Retention rates for the glass devices were also low in the first clinical trials, although it was reported as 100% in the first pilot studies involving 1 and 4 subjects, for the period of 18 and 7 months, respectively15. In the first large clinical trial, Toumba and Curzon55 (2005) reported only a 48% retention rate using the original "dome-shaped" devices in children. According to the authors, the possible reasons for such a low rate were related to the lower co-operation found in children in comparison to adult volunteers; difficulty in moisture control; incomplete establishment of children's occlusion in the mixed dentition stage; and a deliberate dislodging of the devices by the child volunteers.

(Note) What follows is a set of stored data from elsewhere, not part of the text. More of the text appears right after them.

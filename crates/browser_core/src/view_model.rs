#[derive(Debug, Clone, PartialEq, Eq, Default)]
pub struct BrowserViewModel {
    /// Text shown in the address field: raw input while editing, decorated
    /// display text after a commit or an incognito toggle.
    pub address_text: String,
    pub page_title: String,
    pub back_enabled: bool,
    pub forward_enabled: bool,
    pub incognito: bool,
}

Such low retention rates in children prompted the development of new shapes of glass devices and retention methods that could lead to an increase in such rates. A kidney-shaped glass device with circumferential retentive grooves was evaluated by Andreadis, et al.7 (2006) for use in children and adults, as shown in Figure 3. After 6 months of placement, the retention rates were 93% and 86%, respectively for children and adults. Such an improvement in the retention was attributed to the large amount of composite resin used for the attachment of the devices, which provided a substantial bulk, which was able to resist both masticatory and brushing forces. Besides, one factor that could explain the success obtained in children was that this new shape device had a shorter height (2.5 mm, against 4 mm for the old shape), which is an important factor when considering that children's molars are usually not fully erupted, so the space available for placement of the device is critical.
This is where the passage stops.